Although laws such as the Dodd-Frank Wall Street Reform and Consumer Protection Act have limited some elements of predatory Wall Street practices, they have not reduced the concentrated power of the big banks or their ties to the city ​​government. The most of New York City’s municipal funds — money generated by the city, including those generated by state and federal taxes and payments — are held by just three giant private, for-profit banks. Every year, New York City transfers $100 billion through Wall Street banks – the same banks that consistently highlight New York’s neighborhoods of color, fund private prisons, fund fossil fuel extraction and other destructive industries, and drive communities to accept high-interest loans and charge them exorbitant fees, including $31 billion in overdraft fees in 2020 alone.

PBNYC, while still young, has already made critical strides in reversing years of these practices and achieving its ultimate goals. Several candidates for the 2020 municipal elections in New York have pledged their support for the public bank. The New York City Council is considering The Banque Populaire Law, a set of bills that would lay the foundations for a public bank, starting with more clarity and transparency around the current system and leading to the development of a business plan and the drafting of the bank’s statutes. Starting in April 2021, New York City will no longer deposit funds with Wells Fargo, following reports that in 2020 the bank turned down more applications from black homeowners than it has accepted. Wells Fargo, as New Economy Project associate director and board member Sandy Nurse wrote, denied black candidates a crucial opportunity to lock in low interest rates and build generational wealth.

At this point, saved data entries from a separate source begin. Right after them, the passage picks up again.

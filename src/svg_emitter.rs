//! Serializes a page's [`DrawCall`](crate::interpreter::DrawCall) list into an SVG document
//! string (§4.7).
//!
//! Grounded on `render.rs`'s `render_to_svg`: that function is the teacher's own (mostly
//! commented-out) sketch of walking PDF content and writing SVG markup — the `<svg>` header
//! shape, the `@font-face`/`<style>` embedding via `base64::prelude::BASE64_STANDARD`, and the
//! `M`/`L`/`Z` path-data construction for polygon rings are all carried over and completed here
//! against `interpreter::DrawCall` instead of the teacher's `ops::Op`.

use std::collections::HashMap;
use std::fmt::Write as _;
use std::hash::{Hash, Hasher};

use base64::Engine;

use crate::color::Color;
use crate::graphics::{PaintMode, Polygon, WindingOrder};
use crate::interpreter::{ClipPath, DrawCall};
use crate::matrix::CurTransMat;

/// An embedded font program to inline via `@font-face`, keyed by the `font-family` value glyph
/// draw calls reference through their resource name.
pub struct EmbeddedFont {
    pub family: String,
    pub data: Vec<u8>,
    pub mime: &'static str,
}

/// Renders one page's draw calls into a complete SVG document.
pub fn emit_svg(width: f32, height: f32, draw_calls: &[DrawCall], fonts: &[EmbeddedFont]) -> String {
    let mut svg = String::new();
    let _ = write!(
        svg,
        r#"<svg xmlns="http://www.w3.org/2000/svg" xmlns:xlink="http://www.w3.org/1999/xlink" width="{w}px" height="{h}px" preserveAspectRatio="xMidYMid meet" viewBox="0 0 {w} {h}">"#,
        w = fmt_num(width),
        h = fmt_num(height),
    );
    svg.push('\n');

    if !fonts.is_empty() {
        svg.push_str("<style>\n");
        for font in fonts {
            let _ = write!(
                svg,
                r#"@font-face {{ font-family: "{}"; src: url("data:{};base64,{}"); }}"#,
                font.family,
                font.mime,
                base64::prelude::BASE64_STANDARD.encode(&font.data),
            );
            svg.push('\n');
        }
        svg.push_str("</style>\n");
    }

    let mut clip_defs = ClipDefs::default();
    for call in draw_calls {
        clip_defs.register(call_clip(call));
    }
    if !clip_defs.is_empty() {
        svg.push_str("<defs>\n");
        svg.push_str(&clip_defs.render());
        svg.push_str("</defs>\n");
    }

    // Device-space transforms are already baked into each draw call; this group exists so the
    // output tree shape matches a single page-content root rather than bare svg children.
    svg.push_str("<g>\n");
    for call in draw_calls {
        match call {
            DrawCall::Path {
                polygon,
                fill,
                stroke,
                stroke_width,
                clip,
            } => emit_path(&mut svg, polygon, *fill, *stroke, *stroke_width, clip.as_ref(), &clip_defs),
            DrawCall::Glyph {
                unicode,
                font_size,
                color,
                transform,
                clip,
                font_family,
                ..
            } => emit_glyph(
                &mut svg,
                unicode,
                *font_size,
                *color,
                transform,
                font_family.as_deref(),
                clip.as_ref(),
                &clip_defs,
            ),
            DrawCall::Image {
                transform,
                rgba,
                width,
                height,
                clip,
            } => emit_image(&mut svg, transform, rgba, *width, *height, clip.as_ref(), &clip_defs),
        }
    }
    svg.push_str("</g>\n");

    svg.push_str("</svg>");
    svg
}

fn call_clip(call: &DrawCall) -> Option<&ClipPath> {
    match call {
        DrawCall::Path { clip, .. } => clip.as_ref(),
        DrawCall::Glyph { clip, .. } => clip.as_ref(),
        DrawCall::Image { clip, .. } => clip.as_ref(),
    }
}

/// Deduplicates identical clip polygons by their serialized path data, emitting one
/// `<clipPath>` per distinct shape under a shared `<defs>` block.
#[derive(Default)]
struct ClipDefs {
    ids: Vec<(String, String, WindingOrder)>,
    index: HashMap<u64, usize>,
}

impl ClipDefs {
    fn register(&mut self, clip: Option<&ClipPath>) {
        let Some(clip) = clip else { return };
        let d = polygon_path_data(&clip.polygon);
        let key = hash_path(&d);
        if self.index.contains_key(&key) {
            return;
        }
        let id = format!("clip{}", self.ids.len());
        self.index.insert(key, self.ids.len());
        self.ids.push((id, d, clip.polygon.winding_order));
    }

    fn id_for(&self, clip: Option<&ClipPath>) -> Option<&str> {
        let clip = clip?;
        let d = polygon_path_data(&clip.polygon);
        let idx = *self.index.get(&hash_path(&d))?;
        Some(self.ids[idx].0.as_str())
    }

    fn is_empty(&self) -> bool {
        self.ids.is_empty()
    }

    fn render(&self) -> String {
        let mut out = String::new();
        for (id, d, winding) in &self.ids {
            let rule = clip_rule(*winding);
            let _ = write!(out, r#"<clipPath id="{id}"><path d="{d}" clip-rule="{rule}"/></clipPath>"#);
            out.push('\n');
        }
        out
    }
}

fn hash_path(d: &str) -> u64 {
    let mut hasher = std::collections::hash_map::DefaultHasher::new();
    d.hash(&mut hasher);
    hasher.finish()
}

fn clip_rule(winding: WindingOrder) -> &'static str {
    match winding {
        WindingOrder::NonZero => "nonzero",
        WindingOrder::EvenOdd => "evenodd",
    }
}

fn emit_path(
    svg: &mut String,
    polygon: &Polygon,
    fill: Option<Color>,
    stroke: Option<Color>,
    stroke_width: f32,
    clip: Option<&ClipPath>,
    clip_defs: &ClipDefs,
) {
    let d = polygon_path_data(polygon);
    if d.is_empty() {
        return;
    }
    let fill_attr = fill.map(Color::to_svg_string).unwrap_or_else(|| "none".to_string());
    let stroke_attr = stroke.map(Color::to_svg_string).unwrap_or_else(|| "none".to_string());
    let fill_rule = clip_rule(polygon.winding_order);
    let clip_attr = clip_attr(clip, clip_defs);
    let _ = write!(
        svg,
        r#"<path d="{d}" fill="{fill_attr}" fill-rule="{fill_rule}" stroke="{stroke_attr}" stroke-width="{sw}"{clip_attr}/>"#,
        sw = fmt_num(stroke_width),
    );
    svg.push('\n');
}

/// `<text>` renders glyphs upright in its own local space, but `transform` already carries the
/// page-level y-flip baked into the interpreter's device-space coordinates; counter it with a
/// local vertical flip so glyphs aren't mirrored.
fn emit_glyph(
    svg: &mut String,
    unicode: &str,
    font_size: f32,
    color: Color,
    transform: &[f32; 6],
    font_family: Option<&str>,
    clip: Option<&ClipPath>,
    clip_defs: &ClipDefs,
) {
    if unicode.is_empty() {
        return;
    }
    let upright = CurTransMat::combine_matrix([1.0, 0.0, 0.0, -1.0, 0.0, 0.0], *transform);
    let clip_attr = clip_attr(clip, clip_defs);
    let family_attr = font_family
        .map(|f| format!(r#" font-family="{}""#, escape_xml(f)))
        .unwrap_or_default();
    let _ = write!(
        svg,
        r#"<text x="0" y="0" font-size="{fs}" fill="{fill}"{family_attr} transform="matrix({a} {b} {c} {d} {e} {f})"{clip_attr}>{text}</text>"#,
        fs = fmt_num(font_size),
        fill = color.to_svg_string(),
        a = fmt_num(upright[0]),
        b = fmt_num(upright[1]),
        c = fmt_num(upright[2]),
        d = fmt_num(upright[3]),
        e = fmt_num(upright[4]),
        f = fmt_num(upright[5]),
        text = escape_xml(unicode),
    );
    svg.push('\n');
}

/// PDF image space is the unit square with `(0,0)` at the bottom-left; the decoded pixel buffer
/// is row-major top-to-bottom. Flip locally before the device transform so the first row lands
/// at the object-space top, matching the PDF image XObject convention.
fn emit_image(
    svg: &mut String,
    transform: &[f32; 6],
    rgba: &[u8],
    width: u32,
    height: u32,
    clip: Option<&ClipPath>,
    clip_defs: &ClipDefs,
) {
    if width == 0 || height == 0 {
        return;
    }
    let Some(png) = encode_png(rgba, width, height) else {
        return;
    };
    let placed = CurTransMat::combine_matrix([1.0, 0.0, 0.0, -1.0, 0.0, 1.0], *transform);
    let clip_attr = clip_attr(clip, clip_defs);
    let _ = write!(
        svg,
        r#"<image x="0" y="0" width="1" height="1" preserveAspectRatio="none" xlink:href="data:image/png;base64,{data}" transform="matrix({a} {b} {c} {d} {e} {f})"{clip_attr}/>"#,
        a = fmt_num(placed[0]),
        b = fmt_num(placed[1]),
        c = fmt_num(placed[2]),
        d = fmt_num(placed[3]),
        e = fmt_num(placed[4]),
        f = fmt_num(placed[5]),
        data = base64::prelude::BASE64_STANDARD.encode(&png),
    );
    svg.push('\n');
}

#[cfg(feature = "embedded_images")]
fn encode_png(rgba: &[u8], width: u32, height: u32) -> Option<Vec<u8>> {
    let img = image_crate::RgbaImage::from_raw(width, height, rgba.to_vec())?;
    let mut out = Vec::new();
    image_crate::DynamicImage::ImageRgba8(img)
        .write_to(&mut std::io::Cursor::new(&mut out), image_crate::ImageFormat::Png)
        .ok()?;
    Some(out)
}

#[cfg(not(feature = "embedded_images"))]
fn encode_png(_rgba: &[u8], _width: u32, _height: u32) -> Option<Vec<u8>> {
    None
}

fn clip_attr(clip: Option<&ClipPath>, clip_defs: &ClipDefs) -> String {
    clip_defs
        .id_for(clip)
        .map(|id| format!(r#" clip-path="url(#{id})""#))
        .unwrap_or_default()
}

fn polygon_path_data(polygon: &Polygon) -> String {
    let mut d = String::new();
    for ring in &polygon.rings {
        let pts = &ring.points;
        if pts.is_empty() {
            continue;
        }
        let _ = write!(d, "M {} {} ", fmt_num(pts[0].p.x.0), fmt_num(pts[0].p.y.0));

        let mut i = 1;
        while i < pts.len() {
            if pts[i].bezier && i + 2 < pts.len() {
                let cp1 = &pts[i];
                let cp2 = &pts[i + 1];
                let end = &pts[i + 2];
                let _ = write!(
                    d,
                    "C {} {} {} {} {} {} ",
                    fmt_num(cp1.p.x.0),
                    fmt_num(cp1.p.y.0),
                    fmt_num(cp2.p.x.0),
                    fmt_num(cp2.p.y.0),
                    fmt_num(end.p.x.0),
                    fmt_num(end.p.y.0),
                );
                i += 3;
            } else if !pts[i].bezier && i == pts.len() - 1 && pts[i].p == pts[0].p {
                d.push_str("Z ");
                i += 1;
            } else {
                let _ = write!(d, "L {} {} ", fmt_num(pts[i].p.x.0), fmt_num(pts[i].p.y.0));
                i += 1;
            }
        }

        if (polygon.mode == PaintMode::Fill || polygon.mode == PaintMode::FillStroke)
            && !d.trim_end().ends_with('Z')
        {
            d.push('Z');
        }
    }
    d.trim().to_string()
}

/// Trims to six fractional digits and drops trailing zeros, per the fixed-precision
/// serialization contract (§4.7).
fn fmt_num(v: f32) -> String {
    let s = format!("{v:.6}");
    let trimmed = s.trim_end_matches('0').trim_end_matches('.');
    if trimmed.is_empty() || trimmed == "-" {
        "0".to_string()
    } else {
        trimmed.to_string()
    }
}

fn escape_xml(s: &str) -> String {
    let mut out = String::with_capacity(s.len());
    for c in s.chars() {
        match c {
            '&' => out.push_str("&amp;"),
            '<' => out.push_str("&lt;"),
            '>' => out.push_str("&gt;"),
            '\'' => out.push_str("&apos;"),
            '"' => out.push_str("&quot;"),
            _ => out.push(c),
        }
    }
    out
}

#[cfg(test)]
mod tests {
    use super::*;
    use crate::color::Rgb;
    use crate::graphics::{LinePoint, Point, PolygonRing};
    use crate::units::Pt;

    fn rect_polygon() -> Polygon {
        let pts = [(0.0, 0.0), (10.0, 0.0), (10.0, 10.0), (0.0, 10.0), (0.0, 0.0)]
            .into_iter()
            .map(|(x, y)| LinePoint {
                p: Point { x: Pt(x), y: Pt(y) },
                bezier: false,
            })
            .collect();
        Polygon {
            rings: vec![PolygonRing { points: pts }],
            mode: PaintMode::Fill,
            winding_order: WindingOrder::NonZero,
        }
    }

    #[test]
    fn fmt_num_trims_trailing_zeros() {
        assert_eq!(fmt_num(1.5), "1.5");
        assert_eq!(fmt_num(2.0), "2");
        assert_eq!(fmt_num(-0.000_001), "-0.000001");
    }

    #[test]
    fn rectangle_path_closes_with_z() {
        let d = polygon_path_data(&rect_polygon());
        assert!(d.starts_with("M 0 0"));
        assert!(d.trim_end().ends_with('Z'));
    }

    #[test]
    fn emit_svg_wraps_draw_calls_in_svg_root() {
        let calls = vec![DrawCall::Path {
            polygon: rect_polygon(),
            fill: Some(Color::Rgb(Rgb::new(1.0, 0.0, 0.0))),
            stroke: None,
            stroke_width: 1.0,
            clip: None,
        }];
        let out = emit_svg(100.0, 100.0, &calls, &[]);
        assert!(out.starts_with("<svg"));
        assert!(out.contains("fill=\"rgb(255,0,0)\""));
        assert!(out.ends_with("</svg>"));
    }

    #[test]
    fn duplicate_clips_share_one_clip_path_def() {
        let clip = ClipPath { polygon: rect_polygon() };
        let calls = vec![
            DrawCall::Path {
                polygon: rect_polygon(),
                fill: None,
                stroke: None,
                stroke_width: 1.0,
                clip: Some(clip.clone()),
            },
            DrawCall::Path {
                polygon: rect_polygon(),
                fill: None,
                stroke: None,
                stroke_width: 1.0,
                clip: Some(clip),
            },
        ];
        let out = emit_svg(10.0, 10.0, &calls, &[]);
        assert_eq!(out.matches("<clipPath").count(), 1);
        assert_eq!(out.matches("url(#clip0)").count(), 2);
    }
}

At the state level, currently 87 state legislators and more than 100 groups support the New York Public Banking Act which would create legal and regulatory frameworks for local public banks that reflect the coalition’s vision for racial justice and economic and transformational change. The struggle extends beyond New York and the state – the Philadelphia City Council recently passed legislation laying the groundwork for a public bank. Other efforts to establish a public bank at the state and regional level are underway in Massachusetts and East Bay. The California State Legislature passed a public banking bill in 2019. There’s even progress nationwide: Rep. Rashida Tlaib and nine co-sponsors introduced the Public Banking Act in 2020.

The PBNYC campaign pushes back against the exploitative and extractive practices of Wall Street and gives momentum to institutions that put the public good first. If elected officials in New York are committed to repairing the damage wrought by decades of disinvestment in black and brown communities, they should leverage the vast economic resources at their disposal to prioritize community-driven economic development, by especially for the most underserved and harmed people. by the financial sector.

A public bank is the foundation of this process, ensuring that public money is used for the public good.

Lebaron Sims is associate director of policy and research at Demos.